Шефнер и не упустил ни одной детали из каталога мира.
Благородство, аристократизм, присущие его стихам, великолепны и сами по себе – и являются живым укорам нынешним филологическим игрищам и стебным выкрутасам – или банальному псевдопатриотизму с безликой рифмовкой березок с чем придется.
В одном из последних стихотворений Вадима Шефнера есть строчка: «Лишь смерть бессмертно молода…» И в этой формуле нет трагизма – есть ясное осознание бесконечности жизни, ее силы и энергии, которые не могут замглиться со смертью, как не может закончиться жизнь.
Как не могут поблекнуть превосходные стихи Вадима Шефнера.
* * *
Благородство речи, возвышенная простота, высокая ясность мысли – вот свойства, которыми можно охарактеризовать поэзию Вадима Шефнера – этого паладина из Петербурга:
А в старом парке листья жгут,
Он в сизой дымке весь.
Там листья жгут
и счастья ждут,
Как будто счастье есть.
Грусть естественна, как сожжение листьев, как дыхание, но грусть эта светла, а когда ее касается поэзия – могущественна.
Шефнер рисует словом, и не просто графика, хотя и она тоже дается сполна, но и словесная живопись завораживает.
И медленно уставив изумруды
Бездумных глаз, недвижных,
как всегда,
Лягушки, словно маленькие
Будды,
На бревнышках сидели у пруда.
Все становится мудростью, прорастая в мировосприятие поэта, и недаром в одном из последних его стихотворений говорится:
Лишь смерть бессмертно
молода.
Стихи тяготеют к бессмертию, запрещенному для плотского человека; вертикальные сгустки слов на бумаге лучат энергию, необходимую для других, мающихся жизнью или наслаждающихся ею, и, грандиозную панораму представляя собою, вписаны в действительность стихи Вадима Шефнера.
* * *
…Фантастическое, свое и отчасти вечно-детское мировидение было настолько присуще Шефнеру, что переход его в прозу фантасмагорического оттенка был логичен, а в поэзии невероятная оптическая точность в сочетании с выверенностью строки и необычностью нот-определений давали высокие и прекрасные эффекты:
Дождя серебряные молоточки
Весеннюю выстукивают землю,
Как миллион веселых докторов.
И мир им отвечает: «Я здоров!»
Восхитительное детское чудо, рожденное зрелым мастером поэзии…
Мир здоров?
Но Шефнер совершенно о другом мире: впрочем, и это «здоровье» – всегда условное – говорит о жизнелюбии поэта, неумении унывать.
Вот метафизик, живущий в поэте, исследует сущность вещей, стремясь постичь корни и альфу бытия через них: такие конкретные, столь необходимые, способные, однако тянут на духовное дно:
Умирает владелец, но вещи
его остаются,
Нет им дела, вещам, до чужой, человечьей беды.
В час кончины твоей даже
чашки на полках не бьются
И не тают, как льдинки,
сверкающих рюмок ряды.
Может быть, для вещей
и не стоит излишне
стараться –
Так покорно другим
подставляют себя зеркала,
И толпою зевак равнодушные
стулья толпятся,
И не дрогнут, не скрипнут
граненые ноги стола.
Ювелирная огранка строк играет – той мерой серьезности, которая оптически ясно показывает, насколько жизнь одна.

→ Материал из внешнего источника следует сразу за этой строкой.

//! End-to-end pipeline tests.
//!
//! Requests are driven through the assembled router in-process with
//! `tower::ServiceExt::oneshot`; no sockets except where listener lifecycle
//! itself is under test.

use std::net::SocketAddr;
use std::sync::Arc;
use std::time::Duration;

use axum::{
    body::Body,
    extract::ConnectInfo,
    http::{header, Request, StatusCode},
    response::Response,
    routing::{get, post},
    Extension, Json, Router,
};
use http_body_util::BodyExt;
use serde_json::{json, Value};
use tokio::net::{TcpListener, TcpStream};
use tower::ServiceExt;

use devcamp_api::config::{AppConfig, AppEnv};
use devcamp_api::lifecycle::Supervisor;
use devcamp_api::pipeline::{
    body::JsonBody, cookies::Cookies, probe::StageProbe, uploads::UploadedFiles, Stage,
};
use devcamp_api::{ApiError, ApiServer, JsonErrorHandler, RouteSet, Shutdown};

fn test_config() -> AppConfig {
    AppConfig::default()
}

fn server_with(config: AppConfig, routes: RouteSet) -> Router {
    ApiServer::new(config, routes, Arc::new(JsonErrorHandler)).router()
}

fn client_addr() -> ConnectInfo<SocketAddr> {
    ConnectInfo("203.0.113.7:4000".parse().unwrap())
}

fn echo_routes() -> RouteSet {
    let bootcamps = Router::new()
        .route("/", post(echo_body))
        .route("/query", get(echo_query))
        .route("/cookies", get(echo_cookies))
        .route("/upload", post(echo_upload))
        .route("/boom", get(boom));
    RouteSet {
        bootcamps,
        ..RouteSet::default()
    }
}

async fn echo_body(body: Option<Extension<JsonBody>>) -> Json<Value> {
    Json(body.map(|Extension(JsonBody(value))| value).unwrap_or(Value::Null))
}

async fn echo_query(uri: axum::http::Uri) -> String {
    uri.query().unwrap_or_default().to_string()
}

async fn echo_cookies(cookies: Option<Extension<Cookies>>) -> String {
    cookies
        .and_then(|Extension(cookies)| cookies.get("session").map(str::to_string))
        .unwrap_or_default()
}

async fn echo_upload(uploaded: Option<Extension<UploadedFiles>>) -> Json<Value> {
    let uploaded = uploaded.map(|Extension(u)| u).unwrap_or_default();
    Json(json!({
        "files": uploaded
            .files
            .iter()
            .map(|file| json!({
                "name": file.name,
                "file_name": file.file_name,
                "len": file.data.len(),
            }))
            .collect::<Vec<_>>(),
        "fields": uploaded.fields,
    }))
}

async fn boom() -> ApiError {
    ApiError::Internal("kaboom".to_string())
}

fn get_request(uri: &str) -> Request<Body> {
    Request::builder()
        .method("GET")
        .uri(uri)
        .extension(client_addr())
        .body(Body::empty())
        .unwrap()
}

fn json_request(uri: &str, payload: &str) -> Request<Body> {
    Request::builder()
        .method("POST")
        .uri(uri)
        .header(header::CONTENT_TYPE, "application/json")
        .extension(client_addr())
        .body(Body::from(payload.to_string()))
        .unwrap()
}

async fn body_json(response: Response) -> Value {
    let bytes = response.into_body().collect().await.unwrap().to_bytes();
    serde_json::from_slice(&bytes).unwrap()
}

#[tokio::test]
async fn unmatched_api_path_is_not_found() {
    let app = server_with(test_config(), echo_routes());
    let response = app
        .oneshot(get_request("/api/v1/webinars"))
        .await
        .unwrap();
    assert_eq!(response.status(), StatusCode::NOT_FOUND);
}

#[tokio::test]
async fn unregistered_resource_answers_json_not_found() {
    let app = server_with(test_config(), RouteSet::default());
    let response = app
        .oneshot(get_request("/api/v1/bootcamps"))
        .await
        .unwrap();
    assert_eq!(response.status(), StatusCode::NOT_FOUND);

    let body = body_json(response).await;
    assert_eq!(body["success"], json!(false));
}

#[tokio::test]
async fn static_fallback_serves_public_dir() {
    let app = server_with(test_config(), echo_routes());
    let response = app.oneshot(get_request("/index.html")).await.unwrap();
    assert_eq!(response.status(), StatusCode::OK);

    let bytes = response.into_body().collect().await.unwrap().to_bytes();
    let text = String::from_utf8(bytes.to_vec()).unwrap();
    assert!(text.contains("DevCamp API"));
}

#[tokio::test]
async fn missing_static_asset_is_not_found() {
    let app = server_with(test_config(), echo_routes());
    let response = app.oneshot(get_request("/no-such-file.png")).await.unwrap();
    assert_eq!(response.status(), StatusCode::NOT_FOUND);
}

#[tokio::test]
async fn security_headers_on_every_response() {
    let app = server_with(test_config(), echo_routes());
    let response = app
        .oneshot(get_request("/api/v1/bootcamps/query"))
        .await
        .unwrap();

    let headers = response.headers();
    assert_eq!(headers.get("x-content-type-options").unwrap(), "nosniff");
    assert_eq!(headers.get("x-frame-options").unwrap(), "SAMEORIGIN");
    assert_eq!(headers.get("x-dns-prefetch-control").unwrap(), "off");
    assert!(headers.contains_key("strict-transport-security"));
}

#[tokio::test]
async fn request_id_assigned_and_echoed() {
    let app = server_with(test_config(), echo_routes());
    let response = app
        .oneshot(get_request("/api/v1/bootcamps/query"))
        .await
        .unwrap();
    assert!(response.headers().contains_key("x-request-id"));
}

#[tokio::test]
async fn cors_allows_any_origin() {
    let app = server_with(test_config(), echo_routes());
    let request = Request::builder()
        .method("GET")
        .uri("/api/v1/bootcamps/query")
        .header(header::ORIGIN, "http://elsewhere.example")
        .extension(client_addr())
        .body(Body::empty())
        .unwrap();
    let response = app.oneshot(request).await.unwrap();
    assert_eq!(
        response
            .headers()
            .get(header::ACCESS_CONTROL_ALLOW_ORIGIN)
            .unwrap(),
        "*"
    );
}

#[tokio::test]
async fn hundredth_request_passes_hundred_first_rejected() {
    let app = server_with(test_config(), echo_routes());

    for _ in 0..100 {
        let response = app
            .clone()
            .oneshot(get_request("/api/v1/bootcamps/query"))
            .await
            .unwrap();
        assert_ne!(response.status(), StatusCode::TOO_MANY_REQUESTS);
    }

    let response = app
        .oneshot(get_request("/api/v1/bootcamps/query"))
        .await
        .unwrap();
    assert_eq!(response.status(), StatusCode::TOO_MANY_REQUESTS);
    assert!(response.headers().contains_key(header::RETRY_AFTER));
    assert_eq!(response.headers().get("x-ratelimit-remaining").unwrap(), "0");
}

#[tokio::test]
async fn rate_limit_headers_count_down() {
    let app = server_with(test_config(), echo_routes());
    let response = app
        .oneshot(get_request("/api/v1/bootcamps/query"))
        .await
        .unwrap();
    assert_eq!(response.headers().get("x-ratelimit-limit").unwrap(), "100");
    assert_eq!(response.headers().get("x-ratelimit-remaining").unwrap(), "99");
}

#[tokio::test]
async fn operator_keys_stripped_from_body() {
    let app = server_with(test_config(), echo_routes());
    let response = app
        .oneshot(json_request(
            "/api/v1/bootcamps",
            r#"{"email":{"$gt":""},"name":"ada","a.b":1}"#,
        ))
        .await
        .unwrap();

    let body = body_json(response).await;
    assert_eq!(body, json!({"email": {}, "name": "ada"}));
}

#[tokio::test]
async fn markup_escaped_in_body_strings() {
    let app = server_with(test_config(), echo_routes());
    let response = app
        .oneshot(json_request(
            "/api/v1/bootcamps",
            r#"{"name":"<script>alert(1)</script>"}"#,
        ))
        .await
        .unwrap();

    let body = body_json(response).await;
    assert_eq!(
        body["name"],
        json!("&lt;script&gt;alert(1)&lt;/script&gt;")
    );
}

#[tokio::test]
async fn duplicate_query_params_collapse_to_last() {
    let app = server_with(test_config(), echo_routes());
    let response = app
        .oneshot(get_request(
            "/api/v1/bootcamps/query?role=admin&role=user&select=name",
        ))
        .await
        .unwrap();

    let bytes = response.into_body().collect().await.unwrap().to_bytes();
    assert_eq!(&bytes[..], b"role=user&select=name");
}

#[tokio::test]
async fn cookies_parsed_into_extension() {
    let app = server_with(test_config(), echo_routes());
    let request = Request::builder()
        .method("GET")
        .uri("/api/v1/bootcamps/cookies")
        .header(header::COOKIE, "session=tok123; theme=dark")
        .extension(client_addr())
        .body(Body::empty())
        .unwrap();
    let response = app.oneshot(request).await.unwrap();

    let bytes = response.into_body().collect().await.unwrap().to_bytes();
    assert_eq!(&bytes[..], b"tok123");
}

#[tokio::test]
async fn multipart_upload_decoded() {
    let boundary = "XBOUNDARYX";
    let payload = format!(
        "--{boundary}\r\n\
         Content-Disposition: form-data; name=\"photo\"; filename=\"camp.txt\"\r\n\
         Content-Type: text/plain\r\n\r\n\
         hello\r\n\
         --{boundary}\r\n\
         Content-Disposition: form-data; name=\"caption\"\r\n\r\n\
         sunset\r\n\
         --{boundary}--\r\n"
    );

    let app = server_with(test_config(), echo_routes());
    let request = Request::builder()
        .method("POST")
        .uri("/api/v1/bootcamps/upload")
        .header(
            header::CONTENT_TYPE,
            format!("multipart/form-data; boundary={boundary}"),
        )
        .extension(client_addr())
        .body(Body::from(payload))
        .unwrap();
    let response = app.oneshot(request).await.unwrap();
    assert_eq!(response.status(), StatusCode::OK);

    let body = body_json(response).await;
    assert_eq!(
        body["files"],
        json!([{"name": "photo", "file_name": "camp.txt", "len": 5}])
    );
    assert_eq!(body["fields"], json!([["caption", "sunset"]]));
}

#[tokio::test]
async fn oversize_upload_rejected() {
    let mut config = test_config();
    config.uploads.max_bytes = 64;

    let boundary = "XBOUNDARYX";
    let payload = format!(
        "--{boundary}\r\n\
         Content-Disposition: form-data; name=\"photo\"; filename=\"big.bin\"\r\n\r\n\
         {}\r\n\
         --{boundary}--\r\n",
        "z".repeat(256)
    );

    let app = server_with(config, echo_routes());
    let request = Request::builder()
        .method("POST")
        .uri("/api/v1/bootcamps/upload")
        .header(
            header::CONTENT_TYPE,
            format!("multipart/form-data; boundary={boundary}"),
        )
        .extension(client_addr())
        .body(Body::from(payload))
        .unwrap();
    let response = app.oneshot(request).await.unwrap();
    assert_eq!(response.status(), StatusCode::PAYLOAD_TOO_LARGE);
}

#[tokio::test]
async fn malformed_json_body_rejected() {
    let app = server_with(test_config(), echo_routes());
    let response = app
        .oneshot(json_request("/api/v1/bootcamps", "{not json"))
        .await
        .unwrap();
    assert_eq!(response.status(), StatusCode::BAD_REQUEST);

    let body = body_json(response).await;
    assert_eq!(body["success"], json!(false));
}

#[tokio::test]
async fn oversize_json_body_rejected() {
    let mut config = test_config();
    config.body.max_bytes = 64;

    let app = server_with(config, echo_routes());
    let payload = format!(r#"{{"blob":"{}"}}"#, "x".repeat(256));
    let response = app
        .oneshot(json_request("/api/v1/bootcamps", &payload))
        .await
        .unwrap();
    assert_eq!(response.status(), StatusCode::PAYLOAD_TOO_LARGE);
}

#[tokio::test]
async fn handler_error_shaped_by_collaborator() {
    let app = server_with(test_config(), echo_routes());
    let response = app
        .oneshot(get_request("/api/v1/bootcamps/boom"))
        .await
        .unwrap();
    assert_eq!(response.status(), StatusCode::INTERNAL_SERVER_ERROR);

    // Shaping preserves the headers stages already stamped.
    assert_eq!(
        response.headers().get("x-content-type-options").unwrap(),
        "nosniff"
    );

    let body = body_json(response).await;
    assert_eq!(body, json!({"success": false, "error": "kaboom"}));
}

#[tokio::test]
async fn body_sanitized_before_duplicate_collapse() {
    let app = server_with(test_config(), echo_routes());

    let probe = StageProbe::new();
    let request = Request::builder()
        .method("POST")
        .uri("/api/v1/bootcamps?role=a&role=b")
        .header(header::CONTENT_TYPE, "application/json")
        .extension(client_addr())
        .extension(probe.clone())
        .body(Body::from(r#"{"$gt":"x","name":"n"}"#))
        .unwrap();
    let response = app.oneshot(request).await.unwrap();
    assert_eq!(response.status(), StatusCode::OK);

    assert_eq!(
        probe.entries(),
        vec![
            Stage::Body,
            Stage::Cookies,
            Stage::Uploads,
            Stage::Sanitize,
            Stage::SecurityHeaders,
            Stage::XssFilter,
            Stage::RateLimit,
            Stage::ParamPollution,
        ]
    );
}

#[tokio::test]
async fn access_log_stage_present_in_development_only() {
    let dev = ApiServer::new(
        AppConfig {
            env: AppEnv::Development,
            ..AppConfig::default()
        },
        RouteSet::default(),
        Arc::new(JsonErrorHandler),
    );
    assert!(dev.plan().is_active(Stage::AccessLog));

    let prod = ApiServer::new(test_config(), RouteSet::default(), Arc::new(JsonErrorHandler));
    assert!(!prod.plan().is_active(Stage::AccessLog));
}

#[tokio::test]
async fn dev_pipeline_probes_access_log_in_order() {
    let config = AppConfig {
        env: AppEnv::Development,
        ..AppConfig::default()
    };
    let app = server_with(config, echo_routes());

    let probe = StageProbe::new();
    let request = Request::builder()
        .method("GET")
        .uri("/api/v1/bootcamps/query")
        .extension(client_addr())
        .extension(probe.clone())
        .body(Body::empty())
        .unwrap();
    app.oneshot(request).await.unwrap();

    let entries = probe.entries();
    let cookies = entries.iter().position(|&s| s == Stage::Cookies).unwrap();
    let log = entries.iter().position(|&s| s == Stage::AccessLog).unwrap();
    let uploads = entries.iter().position(|&s| s == Stage::Uploads).unwrap();
    assert!(cookies < log && log < uploads);
}

#[tokio::test]
async fn fatal_report_closes_listener_and_exits_one() {
    let listener = TcpListener::bind("127.0.0.1:0").await.unwrap();
    let addr = listener.local_addr().unwrap();

    let shutdown = Arc::new(Shutdown::new());
    let (supervisor, fatal) = Supervisor::new(shutdown.clone());
    let server = ApiServer::new(test_config(), RouteSet::default(), Arc::new(JsonErrorHandler));
    let task = tokio::spawn(server.run(listener, shutdown.clone(), fatal.clone()));

    // Listener is live before the fatal report.
    tokio::time::sleep(Duration::from_millis(50)).await;
    assert!(TcpStream::connect(addr).await.is_ok());

    fatal.report("integration-test", "simulated background failure");
    assert_eq!(supervisor.run(task).await, 1);
    assert!(shutdown.is_triggered());

    // No further connections are accepted once the close has begun.
    tokio::time::sleep(Duration::from_millis(50)).await;
    assert!(TcpStream::connect(addr).await.is_err());
}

Причем оная виртуозность совпадает с естественностью дыхания, с каким Шефнер вводит стихи в мир: ныне противоречащий поэзии вообще.
А вот – неожиданно сходятся, лучась особою энергией смысла, история, природное пространство и рукотворный мир:
Стою на крутом виадуке,
Как будто подброшенный ввысь.
Внизу там – речные излуки,
Там рельсы, как струи, слились.
Там горбится снег подзаборный
И плачет, ручьи распустив;
Там плавает лебедем черным
Маневровый локомотив.
И поэзия оного локомотива переливается на солнце духа.
Исследование снов совпадает с исследованием ощущений, оставшихся от войны: ритм произведения меняется, становится жестким, отчасти пружинящим:
Нам снится не то,
что хочется нам, –
Нам снится то, что хочется
снам.
На нас до сих пор военные сны,
Как пулеметы, наведены.
И снятся пожары тем, кто
ослеп,
И сытому снится блокадный
хлеб.
И те, от кого мы вестей
не ждем,
Во сне к нам запросто входят
в дом.
Жесткость и четкость работают совершенными механизмами.
Сокровищница Шефнера щедро растворена в мир: таинственных откровений и ярких огней много совмещая, она призывает к неустанному совершенствованию – души, сердца, вкуса…
комментарии(0)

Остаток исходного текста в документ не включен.